Morons in Africa
In 1994, with Richard Herrnstein, Charles Murray brought out The Bell Curve, subtitled "Intelligence and Class Structure in American Life." It sold well and soon came out in paperback with Simon & Schuster. Indeed, the acquisitions editor at S&S who bought The Bell Curve next bought my bestseller, Lies My Teacher Told Me. I know this because she bragged to me about having done so. She wanted me to infer that she was a big-league acquisitions editor, worthy of my book, since she had acquired Murray's book. I had already bought The Bell Curve in hardbound and was teaching a course that considered it at length; her acquisition did not excite me as much as she'd hoped.
The Bell Curve makes an astonishing claim about the 700,000,000 people in Africa (its approximate population when the book came out -- now nearing 900,000,000). Herrnstein and Murray (hereafter "Murray") cite studies, particularly by Richard Lynn, showing "the median black African IQ to be 75, approximately 1.7 standard deviations below the U.S. overall population average, about 10 points lower than the current figure for American blacks." (Bell Curve, 289)

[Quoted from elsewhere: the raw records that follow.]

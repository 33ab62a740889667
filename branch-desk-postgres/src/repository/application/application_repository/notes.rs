use branch_desk_db::models::application::{ApplicationModel, NoteModel, NoteSequence};
use sqlx::PgConnection;
use std::collections::HashMap;
use std::error::Error;

use crate::utils::TryFromRow;

/// Loads the ordered notes of every application in `ids`
pub(crate) async fn load_notes(
    conn: &mut PgConnection,
    ids: &[i64],
) -> Result<HashMap<i64, Vec<NoteModel>>, Box<dyn Error + Send + Sync>> {
    let mut notes: HashMap<i64, Vec<NoteModel>> = HashMap::new();
    if ids.is_empty() {
        return Ok(notes);
    }

    let rows = sqlx::query(
        r#"
        SELECT application_id, id, text, created_at, created_by, is_updated, updated_by
        FROM application_note
        WHERE application_id = ANY($1)
        ORDER BY application_id, position
        "#,
    )
    .bind(ids)
    .fetch_all(&mut *conn)
    .await?;

    for row in rows {
        let application_id: i64 = sqlx::Row::try_get(&row, "application_id")?;
        notes
            .entry(application_id)
            .or_default()
            .push(NoteModel::try_from_row(&row)?);
    }
    Ok(notes)
}

/// Attaches loaded notes to their applications
pub(crate) async fn attach_notes(
    conn: &mut PgConnection,
    applications: &mut [ApplicationModel],
) -> Result<(), Box<dyn Error + Send + Sync>> {
    let ids: Vec<i64> = applications.iter().map(|a| a.id).collect();
    let mut notes = load_notes(conn, &ids).await?;
    for application in applications.iter_mut() {
        application.notes = NoteSequence::from(notes.remove(&application.id).unwrap_or_default());
    }
    Ok(())
}

/// Rewrites the stored note sequence of `application` with its current notes
pub(crate) async fn replace_notes(
    conn: &mut PgConnection,
    application: &ApplicationModel,
) -> Result<(), Box<dyn Error + Send + Sync>> {
    sqlx::query("DELETE FROM application_note WHERE application_id = $1")
        .bind(application.id)
        .execute(&mut *conn)
        .await?;

    for (position, note) in application.notes.iter().enumerate() {
        sqlx::query(
            r#"
            INSERT INTO application_note
                (id, application_id, position, text, created_at, created_by, is_updated, updated_by)
            VALUES ($1, $2, $3, $4, $5, $6, $7, $8)
            "#,
        )
        .bind(note.id)
        .bind(application.id)
        .bind(i32::try_from(position)?)
        .bind(&note.text)
        .bind(note.created_at)
        .bind(&note.created_by)
        .bind(note.is_updated)
        .bind(note.updated_by.as_deref())
        .execute(&mut *conn)
        .await?;
    }
    Ok(())
}
use branch_desk_db::repository::UniqueViolation;
use heapless::String as HeaplessString;
use sqlx::{postgres::PgRow, Row};
use std::error::Error;
use std::str::FromStr;

/// A trait for converting a database row into a model.
pub trait TryFromRow<R>: Sized {
    /// Performs the conversion.
    fn try_from_row(row: &R) -> Result<Self, Box<dyn Error + Send + Sync>>;
}

/// Retrieves a required `HeaplessString` from a row.
pub fn get_heapless_string<const N: usize>(
    row: &PgRow,
    col_name: &str,
) -> Result<HeaplessString<N>, Box<dyn Error + Send + Sync>> {
    let s: String = row.try_get(col_name)?;
    HeaplessString::from_str(&s).map_err(|_| {
        format!("Value for column '{col_name}' is too long (max {N} bytes)").into()
    })
}

/// Reports a unique-constraint rejection as [`UniqueViolation`]; other errors pass through
pub fn map_unique_violation(err: sqlx::Error) -> Box<dyn Error + Send + Sync> {
    if let sqlx::Error::Database(db_err) = &err {
        if db_err.is_unique_violation() {
            return Box::new(UniqueViolation::new(db_err.constraint().unwrap_or("unique")));
        }
    }
    Box::new(err)
}

/// Pages are bound as BIGINT
pub fn to_i64(value: usize) -> Result<i64, Box<dyn Error + Send + Sync>> {
    i64::try_from(value).map_err(|_| format!("Value {value} does not fit into BIGINT").into())
}

/// Counts come back as BIGINT
pub fn to_usize(value: i64) -> Result<usize, Box<dyn Error + Send + Sync>> {
    usize::try_from(value).map_err(|_| format!("Count {value} is negative").into())
}
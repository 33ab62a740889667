use branch_desk_api::{ActorIdentity, ApplicationStatus, ApplicationUpdate, FieldValue};
use chrono::{DateTime, Utc};
use heapless::String as HeaplessString;
use serde::{Deserialize, Serialize};

use crate::models::application::note::NoteSequence;
use crate::models::identifiable::Identifiable;
use crate::models::tracked::{Tracked, TrackedField};
use crate::utils::{bounded, utf8_capacity};

pub const PHONE_NUMBER_MAX_CHARS: usize = 20;

/// Database model for a client application (loan or service request)
#[derive(Debug, Clone, PartialEq, Eq, Serialize, Deserialize)]
pub struct ApplicationModel {
    /// Store-assigned id, 0 until created
    pub id: i64,
    pub client_name: String,
    pub phone_number: HeaplessString<{ utf8_capacity(PHONE_NUMBER_MAX_CHARS) }>,
    pub product: String,
    pub status: ApplicationStatus,
    /// References BranchModel.id
    pub branch_id: i64,
    pub notes: NoteSequence,

    /// Soft delete marker; applications are never removed physically
    pub is_deleted: bool,
    /// Always set when `is_deleted` is true
    pub deleted_at: Option<DateTime<Utc>>,
    /// Username of the deleting actor
    pub deleted_by: Option<String>,

    pub created_at: DateTime<Utc>,
}

impl ApplicationModel {
    /// Managers never see soft-deleted applications; admins see everything
    pub fn is_visible_to(&self, actor: &ActorIdentity) -> bool {
        actor.is_admin() || !self.is_deleted
    }

    /// Marks the application deleted by `actor`.
    ///
    /// Returns `false` and leaves the deletion stamp untouched when the
    /// application was already deleted.
    pub fn soft_delete(&mut self, actor: &str, now: DateTime<Utc>) -> bool {
        if self.is_deleted {
            return false;
        }
        self.is_deleted = true;
        self.deleted_at = Some(now);
        self.deleted_by = Some(actor.to_string());
        true
    }
}

impl Identifiable for ApplicationModel {
    type Id = i64;

    fn get_id(&self) -> i64 {
        self.id
    }
}

static APPLICATION_FIELDS: [TrackedField<ApplicationModel, ApplicationUpdate>; 5] = [
    TrackedField {
        name: "client_name",
        read: |a| FieldValue::text(a.client_name.as_str()),
        proposed: |p| p.client_name.as_deref().map(FieldValue::text),
        apply: |a, p| {
            if let Some(value) = &p.client_name {
                a.client_name = value.clone();
            }
            Ok(())
        },
    },
    TrackedField {
        name: "phone_number",
        read: |a| FieldValue::text(a.phone_number.as_str()),
        proposed: |p| p.phone_number.as_deref().map(FieldValue::text),
        apply: |a, p| {
            if let Some(value) = &p.phone_number {
                a.phone_number = bounded("phone_number", value, PHONE_NUMBER_MAX_CHARS)?;
            }
            Ok(())
        },
    },
    TrackedField {
        name: "product",
        read: |a| FieldValue::text(a.product.as_str()),
        proposed: |p| p.product.as_deref().map(FieldValue::text),
        apply: |a, p| {
            if let Some(value) = &p.product {
                a.product = value.clone();
            }
            Ok(())
        },
    },
    TrackedField {
        name: "status",
        read: |a| FieldValue::text(a.status.as_str()),
        proposed: |p| p.status.map(|s| FieldValue::text(s.as_str())),
        apply: |a, p| {
            if let Some(status) = p.status {
                a.status = status;
            }
            Ok(())
        },
    },
    TrackedField {
        name: "branch_id",
        read: |a| FieldValue::Integer(a.branch_id),
        proposed: |p| p.branch_id.map(|b| FieldValue::Integer(b.get())),
        apply: |a, p| {
            if let Some(branch_id) = p.branch_id {
                a.branch_id = branch_id.get();
            }
            Ok(())
        },
    },
];

impl Tracked for ApplicationModel {
    type Patch = ApplicationUpdate;

    fn tracked_fields() -> &'static [TrackedField<Self, ApplicationUpdate>] {
        &APPLICATION_FIELDS
    }
}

Probably most readers know that "normal" or "average" IQ is the range between 90 to 110. Herrnstein is right that 75 is about 1.7 points below the U.S. average. Some researchers consider 75-85 "mentally retarded." The Wechsler Adult Intelligence Scale (WAIS), the most widely used IQ test in the U.S., classifies 75 as "borderline." Such people have about a 50/50 chance of reaching high school, according to research cited by J.C. Loehlin, et al., Race differences in intelligence (San Francisco: W.H. Freeman, 1975). During and after World War II, the army rejected draftees who scored 75 or less. Today Social Security considers 75 to support a finding that a claimant is disabled, in conjunction with other factors.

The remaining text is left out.